The judges said: ‘Nguyễn Hà sees what isn’t visible and finds a project that isn’t a project. The architecture preserves important practices of craftsmanship, achieved through resilience and persistence; you can feel the hours of work. It is work for that specific place.’

Noelia Monteiro, co-founder of Estúdio Flume in São Paulo was highly commended for the prize. Her practice works in remote villages around Brazil on projects including a babassu nut facility in Sumaúma in the state of Maranhão and a boathouse on the island of Jaguanum, located off the coast near Rio de Janeiro.

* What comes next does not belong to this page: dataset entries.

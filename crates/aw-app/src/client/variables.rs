use serde::Serialize;
use tracing::instrument;

use authware_client::{Credential, Request, Result};

use crate::responses::{BaseResponse, UpdatedDataResponse};
use crate::types::UserVariable;
use crate::validate;

#[derive(Serialize)]
struct CreatePayload<'a> {
    key: &'a str,
    value: &'a str,
    can_user_edit: bool,
}

#[derive(Serialize)]
struct UpdatePayload<'a> {
    key: &'a str,
    value: &'a str,
}

#[derive(Serialize)]
struct DeletePayload<'a> {
    key: &'a str,
}

impl super::AuthwareApplication {
    /// Create a variable on the authenticated user.
    #[instrument(skip(self, credential, value))]
    pub async fn create_user_variable(
        &self,
        credential: &Credential,
        key: &str,
        value: &str,
        can_user_edit: bool,
    ) -> Result<UpdatedDataResponse<UserVariable>> {
        let payload = CreatePayload {
            key: validate::required("key", key)?,
            value: validate::required("value", value)?,
            can_user_edit,
        };
        self.requester
            .send(
                Request::post("/user/variables")
                    .json(&payload)?
                    .credential(credential.clone()),
            )
            .await
    }

    /// Change the value of one of the authenticated user's variables.
    #[instrument(skip(self, credential, new_value))]
    pub async fn update_user_variable(
        &self,
        credential: &Credential,
        key: &str,
        new_value: &str,
    ) -> Result<UpdatedDataResponse<UserVariable>> {
        let payload = UpdatePayload {
            key: validate::required("key", key)?,
            value: validate::required("new value", new_value)?,
        };
        self.requester
            .send(
                Request::put("/user/variables")
                    .json(&payload)?
                    .credential(credential.clone()),
            )
            .await
    }

    /// Delete one of the authenticated user's variables.
    #[instrument(skip(self, credential))]
    pub async fn delete_user_variable(
        &self,
        credential: &Credential,
        key: &str,
    ) -> Result<BaseResponse> {
        let payload = DeletePayload {
            key: validate::required("key", key)?,
        };
        self.requester
            .send(
                Request::delete("/user/variables")
                    .json(&payload)?
                    .credential(credential.clone()),
            )
            .await
    }
}

#[cfg(test)]
mod tests {
    use super::super::AuthwareApplication;
    use authware_client::{ClientConfig, Credential};
    use serde_json::json;
    use wiremock::matchers::{body_json, header, method, path};
    use wiremock::{Mock, MockServer, ResponseTemplate};

    fn app(server: &MockServer) -> AuthwareApplication {
        let config = ClientConfig::builder()
            .with_base_url(server.uri())
            .with_app_version("1.0.0")
            .build()
            .unwrap();
        AuthwareApplication::with_config("11111111-1111-1111-1111-111111111111", config).unwrap()
    }

    #[tokio::test]
    async fn test_create_user_variable() {
        let mock_server = MockServer::start().await;
        Mock::given(method("POST"))
            .and(path("/user/variables"))
            .and(header("Authorization", "Bearer T"))
            .and(body_json(json!({"key": "theme", "value": "dark", "can_user_edit": false})))
            .respond_with(ResponseTemplate::new(200).set_body_json(json!({
                "code": 0,
                "message": "Created",
                "new_data": {"key": "theme", "value": "dark", "can_user_edit": false}
            })))
            .expect(1)
            .mount(&mock_server)
            .await;

        let response = app(&mock_server)
            .create_user_variable(&Credential::bearer("T"), "theme", "dark", false)
            .await
            .unwrap();
        assert_eq!(response.new_data.value, "dark");
        assert!(!response.new_data.can_user_edit);
    }

    #[tokio::test]
    async fn test_update_user_variable() {
        let mock_server = MockServer::start().await;
        Mock::given(method("PUT"))
            .and(path("/user/variables"))
            .and(header("Authorization", "K"))
            .and(body_json(json!({"key": "theme", "value": "light"})))
            .respond_with(ResponseTemplate::new(200).set_body_json(json!({
                "code": 0,
                "new_data": {"key": "theme", "value": "light", "can_user_edit": true}
            })))
            .expect(1)
            .mount(&mock_server)
            .await;

        let response = app(&mock_server)
            .update_user_variable(&Credential::api_key("K"), "theme", "light")
            .await
            .unwrap();
        assert_eq!(response.new_data.value, "light");
    }

    #[tokio::test]
    async fn test_delete_user_variable() {
        let mock_server = MockServer::start().await;
        Mock::given(method("DELETE"))
            .and(path("/user/variables"))
            .and(body_json(json!({"key": "theme"})))
            .respond_with(
                ResponseTemplate::new(200).set_body_json(json!({"code": 0, "message": "Deleted"})),
            )
            .expect(1)
            .mount(&mock_server)
            .await;

        let response = app(&mock_server)
            .delete_user_variable(&Credential::bearer("T"), "theme")
            .await
            .unwrap();
        assert_eq!(response.message.as_deref(), Some("Deleted"));
    }

    #[tokio::test]
    async fn test_empty_key_is_rejected_locally() {
        let mock_server = MockServer::start().await;
        let err = app(&mock_server)
            .delete_user_variable(&Credential::bearer("T"), "")
            .await
            .unwrap_err();
        assert!(err.is_invalid_argument());
        assert!(mock_server.received_requests().await.unwrap().is_empty());
    }
}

Also shortlisted for the prize were Kim Courrèges, partner of Plan Común, based in Paris; and Joana Dabaj, co-founder of Catalytic Action, based in Beirut.

Judging the prize were Giovanna Borasi, director of the Canadian Centre for Architecture (CCA); Shumi Bose, educator and editor of KoozArch; Gloria Cabral, architect and previous Moira Gemmill Prize winner; Eva Jiřičná, architect; and Karen Livingstone, deputy director, masterplan, exhibitions and major display projects at the Fitzwilliam Museum.

Last year’s Moira Gemmill Prize was awarded to Viviana Pozzoli, co-founder of Paraguay-based practice Equipo de Arquitectura, for an early childhood centre in Villeta in Paraguay.

Both prizes form part of the W Awards, which celebrate exemplary work of all kinds, from the design of the world’s most significant new buildings to contributions to wider architectural culture, from lifetimes of achievement to the work of women with bright futures ahead.

The winners of the Ada Louise Huxtable Prize and of the Jane Drew Prize this year were Angela Davis and  Iwona Buczkowska respectively who both spoke at the event in Montreal. The Prize for Research in Gender and Architecture, now in its second year, was awarded this year to the Swedish art, design and architecture group Mycket for Heaven, an installation marking the culmination of nearly a decade of research into the architecture of queer nightclubs.